Ce fut vers la fin du douzième siècle, dit M. Ferdinand Langlé, que l’on s’avisa d’employer l’excommunication contre les animaux nuisibles : « On les faisait assigner par-devant les officiaux ; on leur donnait des avocats, et sur une instruction faite aux frais des parties civiles, sur les débats contradictoires, on les excommuniait solennellement. En 1550, on avait encore recours à ces moyens, comme cela se voit par le fameux procès intenté, par-devant l’official d’Autun, contre les rats qui désolaient le canton de Lucenay. Le savant Chassané leur fut donné pour avocat, et l’instance fut longtemps interrompue, sur l’incident qu’il éleva en faisant observer que ses clients, contre lesquels on demandait défaut, ne pouvaient comparaître tant que les chats occuperaient toutes les avenues du prétoire. »

  1. Les Évangiles des quenouilles, P. 41 de l’édition elzévirienne de Pierre Janet.
  2. Les Évangiles des quenouilles, idem.
  3. Histoire naturelle, liv. XVIII, ch. 70.
  4. Traduction de Tissot.
  5. « Sortez de là, sortez mulots ! » — Saillir, dans ce sens, était autrefois français :

    Il (le lion) est du bois sailli,
    Tout droit s’en vient à li,
    Braiant de grant fierté…

    (Ysopet, II, fable xix.)

    Mesmes les grandz, de noble lieu sailliz,
    De leurs subjects se verront assailliz.

    (Rabelais, Gargantua.)

    Ailà se dit aussi pour en roman. Les Espagnols disent ala, alla.
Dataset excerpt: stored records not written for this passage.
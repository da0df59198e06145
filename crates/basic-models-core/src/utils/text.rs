//! String utility functions.
//!
//! `slugify` backs slug prepopulation and `interpolate` fills `%(name)s`
//! placeholders in translated labels and messages.

use std::collections::HashMap;
use std::sync::OnceLock;

use regex::Regex;

/// Converts a string to a URL-friendly slug.
///
/// Lowercases, removes characters other than word characters, whitespace and
/// hyphens, collapses whitespace and hyphen runs into a single hyphen and trims
/// leading and trailing hyphens.
///
/// # Examples
///
/// ```
/// use basic_models_core::utils::text::slugify;
///
/// assert_eq!(slugify("Hello World!"), "hello-world");
/// assert_eq!(slugify("  Spaced  Out  "), "spaced-out");
/// assert_eq!(slugify("already-slugged"), "already-slugged");
/// ```
pub fn slugify(s: &str) -> String {
    static NON_ALNUM: OnceLock<Regex> = OnceLock::new();
    static MULTI_HYPHEN: OnceLock<Regex> = OnceLock::new();

    let non_alnum = NON_ALNUM.get_or_init(|| Regex::new(r"[^\w\s-]").unwrap());
    let multi_hyphen = MULTI_HYPHEN.get_or_init(|| Regex::new(r"[-\s]+").unwrap());

    let s = s.to_lowercase();
    let s = non_alnum.replace_all(&s, "");
    let s = multi_hyphen.replace_all(&s, "-");
    s.trim_matches('-').to_string()
}

/// Replaces `%(name)s` placeholders with values from `params`.
///
/// Placeholders without a matching parameter are left untouched.
///
/// # Examples
///
/// ```
/// use std::collections::HashMap;
/// use basic_models_core::utils::text::interpolate;
///
/// let mut params = HashMap::new();
/// params.insert("verbose_name_plural", "pages".to_string());
/// assert_eq!(
///     interpolate("Duplicate selected %(verbose_name_plural)s", &params),
///     "Duplicate selected pages"
/// );
/// ```
pub fn interpolate(template: &str, params: &HashMap<&str, String>) -> String {
    static PLACEHOLDER: OnceLock<Regex> = OnceLock::new();
    let placeholder = PLACEHOLDER.get_or_init(|| Regex::new(r"%\((\w+)\)s").unwrap());

    placeholder
        .replace_all(template, |caps: &regex::Captures<'_>| {
            params
                .get(&caps[1])
                .cloned()
                .unwrap_or_else(|| caps[0].to_string())
        })
        .into_owned()
}
//! One-time operator messages.
//!
//! Actions report their outcome ("3 objects were marked as active.") by
//! adding a message to the request's [`MessageStorage`]. The host drains the
//! storage when it renders the next page.

use serde::{Deserialize, Serialize};

/// The severity level of a message.
#[derive(Debug, Clone, Copy, PartialEq, Eq, PartialOrd, Ord, Serialize, Deserialize)]
pub enum MessageLevel {
    /// Debug-level message, typically not shown in production.
    Debug = 10,
    /// Informational message. Default for [`message_user`](crate::handler::ModelAdminHandler::message_user).
    Info = 20,
    /// Success notification.
    Success = 25,
    /// Warning that requires attention.
    Warning = 30,
    /// Error message indicating a failure.
    Error = 40,
}

impl MessageLevel {
    /// Returns the CSS tag class for this level.
    pub const fn tag(&self) -> &'static str {
        match self {
            Self::Debug => "debug",
            Self::Info => "info",
            Self::Success => "success",
            Self::Warning => "warning",
            Self::Error => "error",
        }
    }
}

impl std::fmt::Display for MessageLevel {
    fn fmt(&self, f: &mut std::fmt::Formatter<'_>) -> std::fmt::Result {
        write!(f, "{}", self.tag())
    }
}

/// A single operator notification.
#[derive(Debug, Clone, PartialEq, Eq, Serialize, Deserialize)]
pub struct Message {
    /// The severity level of this message.
    pub level: MessageLevel,
    /// The message text.
    pub text: String,
}

impl Message {
    /// Creates a new message with the given level and text.
    pub fn new(level: MessageLevel, text: impl Into<String>) -> Self {
        Self {
            level,
            text: text.into(),
        }
    }

    /// Returns the CSS tags used to render this message.
    pub const fn tags(&self) -> &'static str {
        self.level.tag()
    }
}

impl std::fmt::Display for Message {
    fn fmt(&self, f: &mut std::fmt::Formatter<'_>) -> std::fmt::Result {
        write!(f, "{}", self.text)
    }
}

/// Storage for one-time messages.
///
/// # Examples
///
/// ```
/// use basic_models_admin::messages::MessageStorage;
///
/// let mut storage = MessageStorage::new();
/// storage.info("1 object was marked as active.");
///
/// let messages = storage.get_messages();
/// assert_eq!(messages.len(), 1);
///
/// // Messages are drained after reading
/// assert!(storage.get_messages().is_empty());
/// ```
#[derive(Debug, Clone, Default)]
pub struct MessageStorage {
    messages: Vec<Message>,
}

impl MessageStorage {
    /// Creates a new empty message storage.
    pub fn new() -> Self {
        Self::default()
    }

    /// Adds a message with the given level and text.
    pub fn add(&mut self, level: MessageLevel, text: impl Into<String>) {
        self.messages.push(Message::new(level, text));
    }

    /// Drains and returns all stored messages.
    pub fn get_messages(&mut self) -> Vec<Message> {
        std::mem::take(&mut self.messages)
    }

    /// Returns the stored messages without consuming them.
    pub fn peek_messages(&self) -> &[Message] {
        &self.messages
    }

    /// Adds an info-level message.
    pub fn info(&mut self, text: impl Into<String>) {
        self.add(MessageLevel::Info, text);
    }

    /// Adds a success-level message.
    pub fn success(&mut self, text: impl Into<String>) {
        self.add(MessageLevel::Success, text);
    }

    /// Adds a warning-level message.
    pub fn warning(&mut self, text: impl Into<String>) {
        self.add(MessageLevel::Warning, text);
    }

    /// Adds an error-level message.
    pub fn error(&mut self, text: impl Into<String>) {
        self.add(MessageLevel::Error, text);
    }

    /// Returns the number of stored messages.
    pub fn len(&self) -> usize {
        self.messages.len()
    }

    /// Returns `true` if no messages are stored.
    pub fn is_empty(&self) -> bool {
        self.messages.is_empty()
    }
}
  6. Mlle Bosquet, la Normandie romanesque et merveilleuse, P. 296.
  7. Beignets, crêpes.
  8. Lychnis agrostemma githago de Linnée.
  9. Fumelles, pour filles, femmes ; — Voy. à la table alphabétique : Fumelles.
  10. Molène, bouillon-blanc. — À Doullens (Somme), les jeunes gens, en pareille circonstance, parcourent aussi les rues en portant des torches de molène qui ont été trempées dans l’huile. Cette plante joue également un rôle, chez les Poitevins, lors de la cérémonie des feux de la Saint-Jean.
  11. On peut en dire autant de plusieurs autres couplets brandonniers.
  12. Glossaire du Centre, 1re édition, au mot Brandons.
  13. C’est-à-dire : pour ce que nous avons de gagné.
  14. J’ai retrouvé, nous écrit M. de Laugardière, quelques couplets de ce chant, tantôt le premier et le deuxième, tantôt le troisième, tantôt le cinquième, à Preuilly-sur-Cher, à Ignol, à Bengy-sur-Craon.
  15. « Si ton offrande est un gâteau cuit dans la poêle, dit le Lévitique, II, 7, il sera fait de fine farine, pétrie dans l’huile, sans levain. » — Des beignets figuraient aussi parmi les offrandes des Hindous « O Indra ! reçois ces beignets que nous t’offrons avec ce plat de caillé, ces gâteaux et ces hymnes… », est-il dit dans le Rig-Véda, t. II, P. 75.
  16. Les fèves jouaient un rôle, chez les anciens, dans plusieurs cérémonies superstitieuses. En quelques circonstances, on en offrait aux dieux. — Voy., dans Macrobe, ce qu’il entend par fabariæ calendæ ; — voy. aussi liv. III, ch. iv du présent ouvrage, l’article : Préservatifs contre les sorts.
  17. Théoc., Idyll. I, v. 123 ; — Callim., in Dian., v. 88.
  18. L’urbet, urbère ou dur-bec, est un coléoptère que les savants appellent Attelabe Bacchus.
  19. Cette tour énorme, aujourd’hui complétement ruinée, était située sur une éminence voisine de Levroux. On prétend qu’il existe sous les fondations de la tour du Bon-An un singulier trésor : ce serait une poule et ses douze poussins en or massif.
  20. M. A. Desplanque, l’Église et la Féodalité dans le bas Berry au moyen âge.